September 25, 2008

TAKE SOME PERCOSET, NEUROTIN, TRAMADOL, CYMBALTA, AND SOME SOMA AND CALL ME IN THE MORNING.

This is the morning pain pill cocktail I have been throwing back for almost four years now, the only variance being that the dosages of these medications have continually increased since they were first prescribed. Let me clarify: this is what I took to start the day and does not include any medications taken during the remainder of the day. IIt can certainly add up, can't it?

Despite all I was doing and had been doing, the pain returned with a vengeance. I can no longer twist or bend - no more yoga or Pilates. I didn't finish the ski season and spent the last day of it knitting in the lodge while my husband and friends partied on the slopes. I don't walk my dogs now - walking at a brisk pace causes bone to grind on bone in my lumbar area which panics me to no end – what if it severs something I really need? What if I end up in a wheelchair? What if it creates even more pain?

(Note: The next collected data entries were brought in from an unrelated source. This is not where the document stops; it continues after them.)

//! # Radar Core
//!
//! 월간 신차 판매 "상승 모델" 레이더의 핵심 도메인 모델과 알고리즘을 제공합니다.
//!
//! - 국가/월/판매 기록 도메인 타입
//! - 원시 행 정규화 ([`RecordNormalizer`])
//! - z-score 기반 상승 점수 계산 ([`MomentumScorer`])
//! - 화면 표시 필터 ([`DisplayFilter`])
//! - 설정 관리와 로깅 인프라

pub mod config;
pub mod domain;
pub mod error;
pub mod filter;
pub mod logging;
pub mod normalizer;
pub mod scorer;

pub use config::*;
pub use domain::*;
pub use error::*;
pub use filter::*;
pub use logging::*;
pub use normalizer::*;
pub use scorer::*;
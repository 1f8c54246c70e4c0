//! 현재 시각 공급자.

use chrono::{DateTime, Duration, Utc};
use std::sync::RwLock;

/// 현재 시각 trait.
pub trait Clock: Send + Sync {
    fn now(&self) -> DateTime<Utc>;
}

/// 시스템 시계.
#[derive(Debug, Clone, Copy, Default)]
pub struct SystemClock;

impl Clock for SystemClock {
    fn now(&self) -> DateTime<Utc> {
        Utc::now()
    }
}

/// 수동으로 설정하는 시계 (테스트용).
#[derive(Debug)]
pub struct ManualClock {
    now: RwLock<DateTime<Utc>>,
}

impl ManualClock {
    pub fn new(now: DateTime<Utc>) -> Self {
        Self {
            now: RwLock::new(now),
        }
    }

    /// 시각을 지정합니다.
    pub fn set(&self, now: DateTime<Utc>) {
        let mut guard = self.now.write().unwrap_or_else(|e| e.into_inner());
        *guard = now;
    }

    /// 시각을 앞으로 이동합니다.
    pub fn advance(&self, by: Duration) {
        let mut guard = self.now.write().unwrap_or_else(|e| e.into_inner());
        *guard += by;
    }
}

impl Clock for ManualClock {
    fn now(&self) -> DateTime<Utc> {
        *self.now.read().unwrap_or_else(|e| e.into_inner())
    }
}
//! OpenAPI 문서화 설정.
//!
//! utoipa로 REST API의 OpenAPI 3.0 스펙을 생성하고 `/api-docs/openapi.json`으로 제공합니다.
//!
//! 새 엔드포인트를 추가할 때:
//!
//! 1. 응답/요청 타입에 `#[derive(ToSchema)]` 추가
//! 2. 핸들러에 `#[utoipa::path(...)]` 어노테이션 추가
//! 3. 이 파일의 `components(schemas(...))` 및 `paths(...)` 섹션에 추가

use axum::{routing::get, Json, Router};
use radar_core::{AvailableMonths, Nation, RadarResponse, SalesRecord};
use utoipa::OpenApi;

use crate::error::{ApiErrorResponse, FieldError};
use crate::routes::{ComponentStatus, HealthResponse};

/// Rising Radar API 문서.
#[derive(OpenApi)]
#[openapi(
    info(
        title = "Rising Radar API",
        version = "0.1.0",
        description = r#"
# 상승 모델 레이더 REST API

다나와 월간 자동차 판매 순위에서 전월 대비 판매가 급증한 모델을 점수 순으로 제공합니다.

- 점수 = 0.55·z(증가량) + 0.35·z(증가율) + 0.10·z(순위 변동)
- 판매가 늘지 않은 모델은 -999점으로 목록 끝에 위치합니다.
- 실데이터 수집에 실패하면 월/국가별로 결정적인 합성 데이터를 반환합니다.
"#,
        license(name = "MIT", url = "https://opensource.org/licenses/MIT")
    ),
    servers(
        (url = "http://localhost:5000", description = "로컬 개발 서버"),
    ),
    tags(
        (name = "health", description = "헬스 체크 - 서버 상태 확인"),
        (name = "radar", description = "레이더 - 월 목록 및 상승 모델 순위")
    ),
    components(
        schemas(
            HealthResponse,
            ComponentStatus,
            ApiErrorResponse,
            FieldError,
            RadarResponse,
            SalesRecord,
            Nation,
            AvailableMonths,
        )
    ),
    paths(
        crate::routes::health::health_check,
        crate::routes::health::health_ready,
        crate::routes::months::list_months,
        crate::routes::radar::get_radar,
    )
)]
pub struct ApiDoc;

/// OpenAPI JSON 라우터 생성.
///
/// `/api-docs/openapi.json` 경로에 스펙을 마운트합니다.
pub fn openapi_router<S>() -> Router<S>
where
    S: Clone + Send + Sync + 'static,
{
    Router::new().route(
        "/api-docs/openapi.json",
        get(|| async { Json(ApiDoc::openapi()) }),
    )
}

#[cfg(test)]
mod tests {
    use super::*;

    #[test]
    fn test_openapi_spec_valid() {
        let spec = ApiDoc::openapi();
        let json = serde_json::to_string_pretty(&spec).unwrap();

        assert!(json.contains("Rising Radar API"));
        assert!(json.contains("/health/ready"));
        assert!(json.contains("/api/months"));
        assert!(json.contains("/api/radar"));
    }

    #[test]
    fn test_openapi_contains_schemas() {
        let json = serde_json::to_string(&ApiDoc::openapi()).unwrap();

        assert!(json.contains("RadarResponse"));
        assert!(json.contains("SalesRecord"));
        assert!(json.contains("ApiErrorResponse"));
    }

    #[test]
    fn test_openapi_router_creates() {
        let _router: Router<()> = openapi_router();
    }
}
//! 상승 모델 점수 계산.
//!
//! 판매량이 증가한 모델(후보)만을 모집단으로 세 신호를 표준화(z-score)한 뒤
//! 가중합하여 점수를 매기고, 점수 내림차순으로 안정 정렬합니다.
//!
//! | 신호 | 가중치 |
//! |------|--------|
//! | 판매 증감 (대수) | 0.55 |
//! | 판매 증감률 | 0.35 |
//! | 순위 변동 | 0.10 |
//!
//! 판매량이 늘지 않은 모델은 [`SENTINEL_SCORE`]를 받아 항상 후보 뒤에 놓입니다.
//! 후보가 하나도 없으면 판매량 내림차순으로 정렬합니다.

use std::cmp::Ordering;

use crate::domain::SalesRecord;

/// 상승 후보가 아닌 모델의 점수.
pub const SENTINEL_SCORE: f64 = -999.0;

/// 신호별 가중치.
#[derive(Debug, Clone, Copy, PartialEq)]
pub struct ScoreWeights {
    /// 판매 증감 (대수)
    pub absolute: f64,
    /// 판매 증감률
    pub percent: f64,
    /// 순위 변동
    pub rank_delta: f64,
}

impl Default for ScoreWeights {
    fn default() -> Self {
        Self {
            absolute: 0.55,
            percent: 0.35,
            rank_delta: 0.10,
        }
    }
}

/// 모집단 평균/표준편차 (N으로 나눔).
#[derive(Debug, Clone, Copy, PartialEq)]
pub struct Standardizer {
    mean: f64,
    std_dev: f64,
}

impl Standardizer {
    /// 값 목록으로 평균과 표준편차를 구합니다. 빈 목록이면 (0, 0).
    pub fn fit(values: &[f64]) -> Self {
        if values.is_empty() {
            return Self {
                mean: 0.0,
                std_dev: 0.0,
            };
        }

        let n = values.len() as f64;
        let mean = values.iter().sum::<f64>() / n;
        let variance = values.iter().map(|v| (v - mean).powi(2)).sum::<f64>() / n;

        Self {
            mean,
            std_dev: variance.sqrt(),
        }
    }

    /// z-score. 표준편차가 0이면 0.
    pub fn z(&self, value: f64) -> f64 {
        if self.std_dev == 0.0 {
            0.0
        } else {
            (value - self.mean) / self.std_dev
        }
    }

    pub fn mean(&self) -> f64 {
        self.mean
    }

    pub fn std_dev(&self) -> f64 {
        self.std_dev
    }
}

/// 상승 점수 계산기.
#[derive(Debug, Clone, Default)]
pub struct MomentumScorer {
    weights: ScoreWeights,
}

/// 점수 내림차순. NaN은 맨 뒤.
fn by_score_desc(a: &SalesRecord, b: &SalesRecord) -> Ordering {
    match (a.score.is_nan(), b.score.is_nan()) {
        (true, true) => Ordering::Equal,
        (true, false) => Ordering::Greater,
        (false, true) => Ordering::Less,
        (false, false) => b.score.partial_cmp(&a.score).unwrap_or(Ordering::Equal),
    }
}

impl MomentumScorer {
    /// 기본 가중치(0.55 / 0.35 / 0.10)로 생성합니다.
    pub fn new() -> Self {
        Self::default()
    }

    /// 가중치를 지정해 생성합니다.
    pub fn with_weights(weights: ScoreWeights) -> Self {
        Self { weights }
    }

    pub fn weights(&self) -> ScoreWeights {
        self.weights
    }

    /// 점수를 매기고 정렬된 목록을 반환합니다.
    ///
    /// 입력 순서가 같은 점수끼리의 순서를 결정합니다 (안정 정렬).
    pub fn score(&self, mut records: Vec<SalesRecord>) -> Vec<SalesRecord> {
        let candidates: Vec<&SalesRecord> = records.iter().filter(|r| r.is_rising()).collect();

        if candidates.is_empty() {
            for record in records.iter_mut() {
                record.score = SENTINEL_SCORE;
            }
            records.sort_by(|a, b| b.current_sales.cmp(&a.current_sales));
            return records;
        }

        let absolute = Standardizer::fit(
            &candidates
                .iter()
                .map(|r| r.momentum_absolute as f64)
                .collect::<Vec<_>>(),
        );
        let percent = Standardizer::fit(
            &candidates
                .iter()
                .map(|r| r.momentum_percent)
                .collect::<Vec<_>>(),
        );
        let rank_delta = Standardizer::fit(
            &candidates
                .iter()
                .map(|r| r.rank_delta as f64)
                .collect::<Vec<_>>(),
        );

        for record in records.iter_mut() {
            record.score = if record.is_rising() {
                self.weights.absolute * absolute.z(record.momentum_absolute as f64)
                    + self.weights.percent * percent.z(record.momentum_percent)
                    + self.weights.rank_delta * rank_delta.z(record.rank_delta as f64)
            } else {
                SENTINEL_SCORE
            };
        }

        records.sort_by(by_score_desc);
        records
    }
}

At the time I was working for a software vendor and was traveling at least once a week. I would wake at 4am and immediately take the Cymbalta, Tramadol and Soma, even before I had my coffee. That way, it could start working while I took a hot shower to soften my muscles surrounding my spine that are always tight. I would haul a laptop and a rolling suitcase to the airport by 5:30 am, lifting both on the security x-ray, taking off my belt and shoes, walking through x-ray, putting my shoes and belt back on and lug my gear to the gate (by this time I couldn't wear any kind of shoe that wouldn't slip on. Anything with buckles or laces were impossible as I could not bend forward to buckle or lace them without tremendous pain).

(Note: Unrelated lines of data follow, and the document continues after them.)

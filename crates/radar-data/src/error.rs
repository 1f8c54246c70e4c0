//! 데이터 모듈 오류 타입.

use radar_core::{Month, Nation};
use thiserror::Error;

/// 데이터 수집 관련 오류.
///
/// 공급자 오류는 [`RadarService`](crate::RadarService) 밖으로 나가지 않고
/// 합성 데이터로 대체됩니다.
#[derive(Debug, Error)]
pub enum DataError {
    /// HTTP 요청 실패 (연결, 타임아웃 등)
    #[error("HTTP 요청 실패: {0}")]
    Http(#[from] reqwest::Error),

    /// 2xx 이외의 응답
    #[error("HTTP {status} 응답: {url}")]
    Status { status: u16, url: String },

    /// HTML 파싱 실패
    #[error("HTML 파싱 실패: {0}")]
    Parse(String),

    /// 파싱된 행이 없음
    #[error("데이터 없음: {nation} {month}")]
    NoData { nation: Nation, month: Month },

    /// 설정 오류
    #[error("Configuration error: {0}")]
    Config(String),
}

pub type Result<T> = std::result::Result<T, DataError>;
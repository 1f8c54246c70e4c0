//! 레이더 서비스 구현.
//!
//! Provider → 정규화 → 점수 계산 → 응답 조립 흐름을 담당하고,
//! (국가, 월) 단위 응답을 TTL 캐시에 보관합니다.

use chrono::{DateTime, Datelike, NaiveDate, Timelike, Utc};
use chrono_tz::Asia::Seoul;
use metrics::counter;
use radar_core::{
    available_months, latest_month, AppConfig, AvailableMonths, MomentumScorer, Month, Nation,
    RadarResponse, RecordNormalizer,
};
use std::sync::Arc;
use tracing::{debug, info, instrument};

use crate::cache::{cache_key, CacheStats, Clock, InMemoryTtlCache, ResponseCache, SystemClock};
use crate::error::Result;
use crate::provider::{DanawaFetcher, DataSource, FallbackProvider, SyntheticProvider};

/// 응답과 그 출처.
#[derive(Debug, Clone)]
pub struct RadarReport {
    pub response: RadarResponse,
    /// 새로 계산한 경우의 데이터 출처. 캐시 적중이면 `None`.
    pub source: Option<DataSource>,
}

impl RadarReport {
    pub fn is_cached(&self) -> bool {
        self.source.is_none()
    }
}

/// 상승 모델 레이더 서비스.
pub struct RadarService {
    provider: FallbackProvider,
    normalizer: RecordNormalizer,
    scorer: MomentumScorer,
    cache: Arc<dyn ResponseCache>,
    clock: Arc<dyn Clock>,
}

impl RadarService {
    /// 구성 요소를 지정해 생성합니다.
    pub fn new(
        provider: FallbackProvider,
        normalizer: RecordNormalizer,
        cache: Arc<dyn ResponseCache>,
        clock: Arc<dyn Clock>,
    ) -> Self {
        Self {
            provider,
            normalizer,
            scorer: MomentumScorer::new(),
            cache,
            clock,
        }
    }

    /// 설정으로 생성합니다.
    ///
    /// `danawa.enabled`가 false면 합성 데이터만 사용합니다.
    pub fn from_config(config: &AppConfig) -> Result<Self> {
        let clock: Arc<dyn Clock> = Arc::new(SystemClock);
        let cache: Arc<dyn ResponseCache> =
            Arc::new(InMemoryTtlCache::new(config.cache.ttl(), clock.clone()));

        let provider = if config.danawa.enabled {
            FallbackProvider::new(
                Box::new(DanawaFetcher::new(&config.danawa)?),
                Box::new(SyntheticProvider::new()),
            )
        } else {
            FallbackProvider::fallback_only(Box::new(SyntheticProvider::new()))
        };

        info!(
            mode = %provider.mode(),
            ttl_secs = config.cache.ttl_secs,
            "RadarService initialized"
        );

        Ok(Self::new(
            provider,
            RecordNormalizer::new(config.danawa.base_url.clone()),
            cache,
            clock,
        ))
    }

    /// (국가, 월) 순위 응답.
    pub async fn radar(&self, nation: Nation, month: &Month) -> Result<RadarResponse> {
        Ok(self.radar_report(nation, month).await?.response)
    }

    /// (국가, 월) 순위 응답과 출처.
    ///
    /// TTL 안의 반복 요청은 같은 응답(같은 `lastUpdated`)을 돌려줍니다.
    #[instrument(skip_all, fields(nation = %nation, month = %month))]
    pub async fn radar_report(&self, nation: Nation, month: &Month) -> Result<RadarReport> {
        let key = cache_key(nation, month);

        if let Some(response) = self.cache.get(&key) {
            counter!("radar_cache_hits_total").increment(1);
            debug!(key = %key, "캐시 적중");
            return Ok(RadarReport {
                response,
                source: None,
            });
        }
        counter!("radar_cache_misses_total").increment(1);

        let batch = self.provider.provide_batch(nation, month).await?;
        counter!("radar_batches_total", "source" => batch.source.as_str()).increment(1);

        let records = self.normalizer.normalize_batch(nation, month, batch.records);
        let models = self.scorer.score(records);

        let response = RadarResponse {
            total_count: models.len(),
            models,
            month: month.clone(),
            nation,
            last_updated: format_last_updated(self.clock.now()),
        };

        self.cache.set(&key, response.clone());
        info!(
            source = %batch.source,
            count = response.total_count,
            "레이더 응답 생성"
        );

        Ok(RadarReport {
            response,
            source: Some(batch.source),
        })
    }

    /// 선택 가능한 월 목록.
    pub fn months(&self) -> AvailableMonths {
        let today = self.today();
        AvailableMonths {
            months: available_months(today),
            latest_month: latest_month(today),
        }
    }

    /// 서울 기준 오늘 날짜.
    pub fn today(&self) -> NaiveDate {
        self.clock.now().with_timezone(&Seoul).date_naive()
    }

    /// 캐시 통계.
    pub fn cache_stats(&self) -> CacheStats {
        self.cache.stats()
    }

    /// 캐시 전체 비우기.
    pub fn clear_cache(&self) {
        self.cache.clear();
    }

    /// Provider 구성 설명.
    pub fn provider_mode(&self) -> String {
        self.provider.mode()
    }
}

/// 서울 시각 기준 한국어 표기.
///
/// 예: "2025년 3월 15일 오후 02:30"
pub fn format_last_updated(now: DateTime<Utc>) -> String {
    let local = now.with_timezone(&Seoul);
    let (is_pm, hour) = local.hour12();

    format!(
        "{}년 {}월 {}일 {} {:02}:{:02}",
        local.year(),
        local.month(),
        local.day(),
        if is_pm { "오후" } else { "오전" },
        hour,
        local.minute()
    )
}

#[cfg(test)]
mod tests {
    use super::*;
    use chrono::TimeZone;

    #[test]
    fn test_format_last_updated() {
        // 05:30 UTC = 14:30 KST
        let now = Utc.with_ymd_and_hms(2025, 3, 15, 5, 30, 0).unwrap();
        assert_eq!(format_last_updated(now), "2025년 3월 15일 오후 02:30");
    }

    #[test]
    fn test_format_midnight_and_date_rollover() {
        // 15:05 UTC = 다음날 00:05 KST
        let now = Utc.with_ymd_and_hms(2024, 12, 31, 15, 5, 0).unwrap();
        assert_eq!(format_last_updated(now), "2025년 1월 1일 오전 12:05");

        let noon = Utc.with_ymd_and_hms(2025, 6, 1, 3, 0, 0).unwrap();
        assert_eq!(format_last_updated(noon), "2025년 6월 1일 오후 12:00");
    }
}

By 6:30 am, I was in alot of pain and exhausted. Once I boarded the plane I would lift my suitcase into the storage bin, and lift it back down at the end of the flight. Once I arrived wherever I was scheduled to be, I would then take a Percoset and the Neurotin as needed (and it was always needed) throughout the day. I would repeat this entire process - airport, security, lift suitcase up, lift suitcase down -  around 7 pm the same evening, taking an additional Tramadol or Soma with a plastic glass of cheap Chardonnay.

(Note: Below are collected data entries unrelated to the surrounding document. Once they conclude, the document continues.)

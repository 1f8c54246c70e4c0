//! 상승 모델 순위 조회 기능.

use anyhow::{Context, Result};
use radar_core::{DisplayFilter, Month, Nation, SalesRecord};
use radar_data::RadarService;
use std::fs::File;
use std::io::Write;
use tracing::info;

/// 순위 조회 설정.
#[derive(Debug)]
pub struct RankConfig {
    /// 국가 구분
    pub nation: Nation,
    /// 집계 월
    pub month: Month,
    /// 화면 필터
    pub filter: DisplayFilter,
    /// 출력 형식
    pub format: OutputFormat,
    /// 출력 파일 경로
    pub output: Option<String>,
}

/// 출력 형식.
#[derive(Debug, Clone, Copy, PartialEq, Eq)]
pub enum OutputFormat {
    Table,
    Csv,
    Json,
}

impl OutputFormat {
    pub fn parse(s: &str) -> Result<Self> {
        match s.to_lowercase().as_str() {
            "table" => Ok(Self::Table),
            "csv" => Ok(Self::Csv),
            "json" => Ok(Self::Json),
            _ => Err(anyhow::anyhow!(
                "Invalid format: {}. Use: table, csv, json",
                s
            )),
        }
    }
}

/// 레이더 순위를 조회해 필터를 적용하고 출력합니다.
///
/// 출력한 모델 수를 반환합니다.
pub async fn rank(service: &RadarService, config: RankConfig) -> Result<usize> {
    let report = service
        .radar_report(config.nation, &config.month)
        .await
        .with_context(|| format!("Failed to fetch radar for {} {}", config.nation, config.month))?;
    let source = report
        .source
        .map(|s| s.to_string())
        .unwrap_or_else(|| "cache".to_string());
    let response = report.response;

    let shown = config.filter.apply(&response.models);
    info!(
        total = response.total_count,
        shown = shown.len(),
        source = %source,
        "Radar loaded"
    );

    let content = match config.format {
        OutputFormat::Table => format_table(&shown, &response.last_updated, &source),
        OutputFormat::Csv => format_csv(&shown),
        OutputFormat::Json => format_json(&shown)?,
    };

    // 파일 또는 stdout에 출력
    if let Some(path) = config.output.as_deref() {
        let mut file = File::create(path)
            .with_context(|| format!("Failed to create output file: {}", path))?;
        file.write_all(content.as_bytes())
            .context("Failed to write to file")?;
        info!("Output written to: {}", path);
    } else {
        println!("{}", content);
    }

    Ok(shown.len())
}

/// 테이블 형식 출력.
fn format_table(records: &[SalesRecord], last_updated: &str, source: &str) -> String {
    let mut output = String::new();

    output.push_str(&format!(
        "{:<5} {:<24} {:<12} {:>8} {:>8} {:>8} {:>8} {:>6} {:>8}\n",
        "RANK", "MODEL", "MAKER", "SALES", "PREV", "MOM", "MOM%", "RANKΔ", "SCORE"
    ));
    output.push_str(&"-".repeat(95));
    output.push('\n');

    for record in records {
        let model = if record.is_new_entry {
            format!("{} [NEW]", record.model_name)
        } else {
            record.model_name.clone()
        };
        output.push_str(&format!(
            "{:<5} {:<24} {:<12} {:>8} {:>8} {:>+8} {:>7.1}% {:>+6} {:>8.3}\n",
            record.rank,
            truncate(&model, 24),
            truncate(&record.manufacturer, 12),
            record.current_sales,
            record.previous_sales,
            record.momentum_absolute,
            record.momentum_percent * 100.0,
            record.rank_delta,
            record.score
        ));
    }

    output.push('\n');
    output.push_str(&format!(
        "Total: {} models (updated {}, source: {})",
        records.len(),
        last_updated,
        source
    ));

    output
}

/// CSV 형식 출력.
fn format_csv(records: &[SalesRecord]) -> String {
    let mut output = String::new();

    output.push_str(
        "rank,model_name,manufacturer,sales,prev_sales,mom_abs,mom_pct,rank_change,score,is_new\n",
    );

    for record in records {
        output.push_str(&format!(
            "{},{},{},{},{},{},{},{},{},{}\n",
            record.rank,
            escape_csv(&record.model_name),
            escape_csv(&record.manufacturer),
            record.current_sales,
            record.previous_sales,
            record.momentum_absolute,
            record.momentum_percent,
            record.rank_delta,
            record.score,
            record.is_new_entry
        ));
    }

    output
}

/// JSON 형식 출력.
fn format_json(records: &[SalesRecord]) -> Result<String> {
    serde_json::to_string_pretty(records).context("Failed to serialize to JSON")
}

/// 문자열 자르기 (UTF-8 안전).
fn truncate(s: &str, max_len: usize) -> String {
    // 문자 수로 계산 (바이트가 아님)
    if s.chars().count() <= max_len {
        s.to_string()
    } else {
        let truncated: String = s.chars().take(max_len - 3).collect();
        format!("{}...", truncated)
    }
}

/// CSV 이스케이프 (콤마나 따옴표 포함 시 따옴표로 감싸기).
fn escape_csv(s: &str) -> String {
    if s.contains(',') || s.contains('"') || s.contains('\n') {
        format!("\"{}\"", s.replace('"', "\"\""))
    } else {
        s.to_string()
    }
}

#[cfg(test)]
mod tests {
    use super::*;

    fn record(rank: u32, name: &str, sales: u64) -> SalesRecord {
        SalesRecord {
            id: format!("domestic-2025-03-{}", rank),
            rank,
            previous_rank: Some(rank + 1),
            model_name: name.to_string(),
            manufacturer: "현대".to_string(),
            current_sales: sales,
            previous_sales: sales - 100,
            momentum_absolute: 100,
            momentum_percent: 0.1,
            rank_delta: 1,
            score: 0.5,
            is_new_entry: false,
            nation: Nation::Domestic,
            month: Month::parse("2025-03").unwrap(),
            source_url: "https://auto.danawa.com/auto/".to_string(),
        }
    }

    #[test]
    fn test_output_format_parse() {
        assert_eq!(OutputFormat::parse("TABLE").unwrap(), OutputFormat::Table);
        assert_eq!(OutputFormat::parse("csv").unwrap(), OutputFormat::Csv);
        assert!(OutputFormat::parse("xml").is_err());
    }

    #[test]
    fn test_format_csv_escapes_names() {
        let csv = format_csv(&[record(1, "그랜저, 하이브리드", 5000)]);
        let lines: Vec<&str> = csv.lines().collect();

        assert_eq!(lines.len(), 2);
        assert!(lines[1].starts_with("1,\"그랜저, 하이브리드\",현대,5000,4900,100,"));
    }

    #[test]
    fn test_format_table_summary() {
        let table = format_table(
            &[record(1, "쏘렌토", 8000)],
            "2025년 4월 1일 오전 09:00",
            "synthetic",
        );
        assert!(table.contains("쏘렌토"));
        assert!(table.ends_with("Total: 1 models (updated 2025년 4월 1일 오전 09:00, source: synthetic)"));
    }

    #[test]
    fn test_truncate_utf8() {
        assert_eq!(truncate("가나다라마바사", 5), "가나...");
        assert_eq!(truncate("K5", 5), "K5");
    }
}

I was exhausted, in tremendous pain, and clinically depressed. To be perfectly frank, there were several times I wished a semi would run the red light of an intersection and hit me. Other times I hoped to slip on the kitchen tile and quickly break my neck or trip and fatally split my head open on a blunt object just to not have to deal with this anymore. Plus the added pressure of trying to perform to my previous standards at work while I was having this physical and emotional meltdown was taking its toll, and I began to feel like I could not do anything well. At this point only a handful of my coworkers knew I was sick. Then, when pinched nerves in my left leg created a significant limp, it wasn't as easy to hide how I felt physically when walking around the office. I was also becoming less capable of keeping my opinions to myself and took issue with things that would not have bothered me in the past. FYI, coworkers and bosses, especially, do not appreciate this. Things were going downhill in  a hurry and I knew it was time to try something else. This was no way to live.

2 comments:

  1. Wow, this is exactly how I feel. Right down to most of my co-workers not knowing anything - though, now, some of them are starting to notice.

    ReplyDelete
  2. Bolted Bionic WomanJuly 28, 2009 at 1:03 AM

    I'm sorry, Amanda. That was probably the worst period of this whole experience for me. I wonder if you have sought treatment yet or are doing physical therapy?

    If I could do it over again, I would have been more upfront with my employer and coworkers. They can sense something is different and have a tendency to associate the fatigue and any mood changes with job performance instead of a health issue. In the meantime, whatever stage you are in this process, take care of yourself. I wish you the best of luck.